And yet at first, wild as my terror was, I had no thought but that
somehow I could escape. That these waters were for me the very
face of death, sure and relentless, terrible and slow, did not at
once seize hold upon my heart.
Frantically I sprang for the entrance on the cove. The floor of
the cave was sloping, and the water deepened swiftly as I advanced.
Soon I was floundering to my knees, and on the instant a great wave
rushed in, drenching me to the waist, dazing me with its spray and
uproar, and driving me back to the far end of the cave.
With a dreadful hollow sucking sound the surge retreated. I
staggered again toward the archway that was my only door to life.

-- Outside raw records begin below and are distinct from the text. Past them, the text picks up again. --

//! Pipeline configuration.
//!
//! A handful of run-level flags and sizes, settable from the environment
//! the way the deployed service is configured, or built directly in tests.

use serde::Deserialize;

/// Run-level configuration for the assembly pipeline.
#[derive(Debug, Clone, Deserialize)]
#[serde(default)]
pub struct Config {
    /// When true, circulating bibs are still filtered out of batches but no
    /// delete calls are issued against the search index.
    pub disable_circulating_delete: bool,
    /// When true, recap enrichment skips the live off-site registry query
    /// and returns bibs unmodified.
    pub disable_scsb_query: bool,
    /// Maximum number of home-institution bibs per batched holdings query.
    pub holdings_prefetch_chunk_size: usize,
    /// Page size for item fetches against the catalog API.
    pub items_page_size: u32,
}

impl Default for Config {
    fn default() -> Self {
        Config {
            disable_circulating_delete: false,
            disable_scsb_query: false,
            holdings_prefetch_chunk_size: 25,
            items_page_size: 500,
        }
    }
}

impl Config {
    /// Build a config from environment variables, falling back to defaults:
    /// `DISABLE_CIRC_DELETE`, `DISABLE_SCSB_LIVE_QUERY` (both `"true"` to
    /// enable), `HOLDINGS_PREFETCH_CHUNK_SIZE`, `ITEMS_PAGE_SIZE`.
    #[must_use]
    pub fn from_env() -> Self {
        let defaults = Config::default();
        Config {
            disable_circulating_delete: env_flag("DISABLE_CIRC_DELETE"),
            disable_scsb_query: env_flag("DISABLE_SCSB_LIVE_QUERY"),
            holdings_prefetch_chunk_size: env_parse("HOLDINGS_PREFETCH_CHUNK_SIZE")
                .unwrap_or(defaults.holdings_prefetch_chunk_size),
            items_page_size: env_parse("ITEMS_PAGE_SIZE").unwrap_or(defaults.items_page_size),
        }
    }
}

fn env_flag(name: &str) -> bool {
    std::env::var(name).is_ok_and(|v| v == "true")
}

fn env_parse<T: std::str::FromStr>(name: &str) -> Option<T> {
    std::env::var(name).ok().and_then(|v| v.parse().ok())
}
//! String utilities for the domain layer.

/// Truncate a string to a maximum byte length, appending `...` (UTF-8 safe).
pub fn truncate(s: &str, max_len: usize) -> String {
    if s.len() <= max_len {
        return s.to_string();
    }
    let mut end = max_len.saturating_sub(3).min(s.len());
    while end > 0 && !s.is_char_boundary(end) {
        end -= 1;
    }
    format!("{}...", &s[..end])
}

/// Collapse all whitespace runs into single spaces.
///
/// Used for log previews of multi-line agent output.
pub fn one_line(s: &str) -> String {
    s.split_whitespace().collect::<Vec<_>>().join(" ")
}

/// Single-line preview of at most `max_len` bytes.
pub fn preview(s: &str, max_len: usize) -> String {
    truncate(&one_line(s), max_len)
}
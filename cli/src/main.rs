//! CLI entrypoint for taskforce
//!
//! This is the main binary that wires together all layers using
//! dependency injection.

use anyhow::{Result, anyhow, bail};
use clap::Parser;
use std::path::Path;
use std::process::ExitCode;
use std::sync::Arc;
use std::time::Duration;
use taskforce_application::{
    Coordinator, HumanInputPort, NoRunObserver, RosterBuilder, RunObserver,
};
use taskforce_domain::{OutputFormat, RunStatus};
use taskforce_infrastructure::{
    ConfigLoader, FileConfig, JsonlConversationLogger, LocalCommandRunner, OpenAiGateway,
    OpenAiSettings,
};
use taskforce_presentation::{Cli, ConsoleFormatter, ConsoleRunObserver, StdinHumanInput};
use tokio_util::sync::CancellationToken;
use tracing::{info, warn};
use tracing_appender::non_blocking::WorkerGuard;
use tracing_subscriber::{EnvFilter, fmt, prelude::*};

#[tokio::main]
async fn main() -> Result<ExitCode> {
    let cli = Cli::parse();

    if cli.show_config {
        for line in ConfigLoader::describe_sources(cli.config.as_deref()) {
            println!("{}", line);
        }
        return Ok(ExitCode::SUCCESS);
    }

    // === Configuration ===
    let mut config = if cli.no_config {
        ConfigLoader::load_defaults()
    } else {
        ConfigLoader::load(cli.config.as_ref())
            .map_err(|e| anyhow!("Failed to load configuration: {}", e))?
    };
    apply_overrides(&mut config, &cli);
    config.validate()?;

    let _log_guard = init_logging(cli.verbose, config.logging.log_file.as_deref())?;
    info!("Starting taskforce with model {}", config.model.name);

    if !config.output.color {
        colored::control::set_override(false);
    }

    let Some(task) = cli.task.clone() else {
        bail!("A task is required. Run with --help for usage.");
    };

    // === Dependency Injection ===
    let model_info = config.model.to_model_info();
    let gateway = Arc::new(OpenAiGateway::new(
        model_info,
        OpenAiSettings {
            base_url: config.model.base_url.clone(),
            api_key: config.model.resolve_api_key(),
            timeout: Duration::from_secs(config.model.timeout_seconds),
            temperature: config.model.temperature,
            max_tokens: config.model.max_tokens,
        },
    )?);

    let runner = match &config.executor.work_dir {
        Some(dir) => LocalCommandRunner::new(dir),
        None => LocalCommandRunner::in_temp_dir(),
    }
    .with_timeout(Duration::from_secs(config.executor.timeout_seconds))
    .with_shell(config.executor.shell.clone())
    .with_python(config.executor.python.clone())
    .with_max_output_bytes(config.executor.max_output_bytes);
    info!("Code executor working directory: {}", runner.work_dir().display());

    let mut builder = RosterBuilder::new(gateway.clone(), Arc::new(runner))
        .hil_mode(config.roster.hil_mode)
        .include_web_surfer(config.roster.web_surfer)
        .include_video_surfer(config.roster.video_surfer)
        .with_constraints(config.constraints.to_constraints()?);
    if config.roster.hil_mode {
        let input: Arc<dyn HumanInputPort> = Arc::new(StdinHumanInput::new());
        builder = builder.with_human_input(input);
    }
    let roster = builder.build()?;

    let cancellation = CancellationToken::new();
    spawn_ctrl_c_handler(cancellation.clone());

    let mut coordinator = Coordinator::new(roster, gateway)
        .with_params(config.orchestrator.to_params())
        .with_cancellation(cancellation);
    if let Some(path) = &config.logging.conversation_log
        && let Some(logger) = JsonlConversationLogger::try_create(path)
    {
        info!("Conversation log: {}", logger.path().display());
        coordinator = coordinator.with_conversation_logger(Arc::new(logger));
    }

    // Execute with or without progress reporting
    let observer: Box<dyn RunObserver> = if cli.quiet || !config.output.show_progress {
        Box::new(NoRunObserver)
    } else {
        Box::new(ConsoleRunObserver::new().with_verbose(cli.verbose > 0))
    };
    let output = coordinator
        .execute_with_observer(&task, observer.as_ref())
        .await?;

    // Output results
    let format: OutputFormat = cli
        .output
        .map(Into::into)
        .or(config.output.format)
        .unwrap_or_default();
    print!("{}", ConsoleFormatter::format(&output, format));
    if format == OutputFormat::Json {
        println!();
    }

    Ok(exit_code(output.status))
}

/// Command-line flags win over every configuration source.
fn apply_overrides(config: &mut FileConfig, cli: &Cli) {
    if let Some(model) = &cli.model {
        config.model.name = model.clone();
    }
    if let Some(max_turns) = cli.max_turns {
        config.orchestrator.max_turns = max_turns;
    }
    if let Some(max_stalls) = cli.max_stalls {
        config.orchestrator.max_stalls = max_stalls;
    }
    if cli.hil {
        config.roster.hil_mode = true;
    }
    if cli.web_surfer {
        config.roster.web_surfer = true;
    }
    if cli.video_surfer {
        config.roster.video_surfer = true;
    }
    if let Some(input_type) = &cli.input_type {
        config.constraints.input_type = Some(input_type.clone());
    }
    if let Some(error_type) = &cli.error_type {
        config.constraints.error_type = Some(error_type.clone());
    }
    if cli.query_num.is_some() {
        config.constraints.query_num = cli.query_num;
    }
    if cli.trial_num.is_some() {
        config.constraints.trial_num = cli.trial_num;
    }
    if let Some(path) = &cli.conversation_log {
        config.logging.conversation_log = Some(path.clone());
    }
    if let Some(path) = &cli.log_file {
        config.logging.log_file = Some(path.clone());
    }
}

/// Initialize logging based on verbosity level.
///
/// `RUST_LOG` is honored when no `-v` flag is given. With a log file, a
/// second non-ANSI layer writes there through a background worker; the
/// returned guard flushes it on drop.
fn init_logging(verbose: u8, log_file: Option<&Path>) -> Result<Option<WorkerGuard>> {
    let filter = match verbose {
        0 => EnvFilter::try_from_default_env().unwrap_or_else(|_| EnvFilter::new("warn")),
        1 => EnvFilter::new("info"),
        2 => EnvFilter::new("debug"),
        _ => EnvFilter::new("trace"), // -vvv or more
    };

    let (file_layer, guard) = match log_file {
        Some(path) => {
            let file = std::fs::OpenOptions::new()
                .create(true)
                .append(true)
                .open(path)
                .map_err(|e| anyhow!("Failed to open log file {}: {}", path.display(), e))?;
            let (writer, guard) = tracing_appender::non_blocking(file);
            let layer = fmt::layer().with_writer(writer).with_ansi(false);
            (Some(layer), Some(guard))
        }
        None => (None, None),
    };

    tracing_subscriber::registry()
        .with(filter)
        .with(
            fmt::layer()
                .with_writer(std::io::stderr)
                .with_target(false),
        )
        .with(file_layer)
        .init();

    Ok(guard)
}

fn spawn_ctrl_c_handler(token: CancellationToken) {
    tokio::spawn(async move {
        match tokio::signal::ctrl_c().await {
            Ok(()) => {
                warn!("Interrupted, cancelling run");
                token.cancel();
            }
            Err(e) => warn!("Failed to listen for Ctrl+C: {}", e),
        }
    });
}

fn exit_code(status: RunStatus) -> ExitCode {
    match status {
        RunStatus::Complete => ExitCode::SUCCESS,
        RunStatus::Incomplete => ExitCode::from(2),
        RunStatus::Cancelled => ExitCode::from(130),
    }
}
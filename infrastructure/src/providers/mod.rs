//! LLM providers implementing the gateway port.

pub mod openai;

pub use openai::{OpenAiGateway, OpenAiSettings};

The water was deeper now, and swiftly came another fierce inrush of
the sea that drove me back. Between the two archways a terrible
current was setting. It poured along with the rush of a mountain
river, wild, dark, tumultuous.
I had fled to the far end of the cave, but the sea pursued me.
Swiftly the water climbed--it flung me against the wall, then
dragged me back. I clutched at the naked rock with bleeding
fingers.
Again, after a paroxysm during which I had seemed to stand a great
way off and listen to my own shrieks, there came to me a moment of
calm. I knew that my one tenuous thread of hope lay in launching
myself into that wild flood that was tearing through into the cove.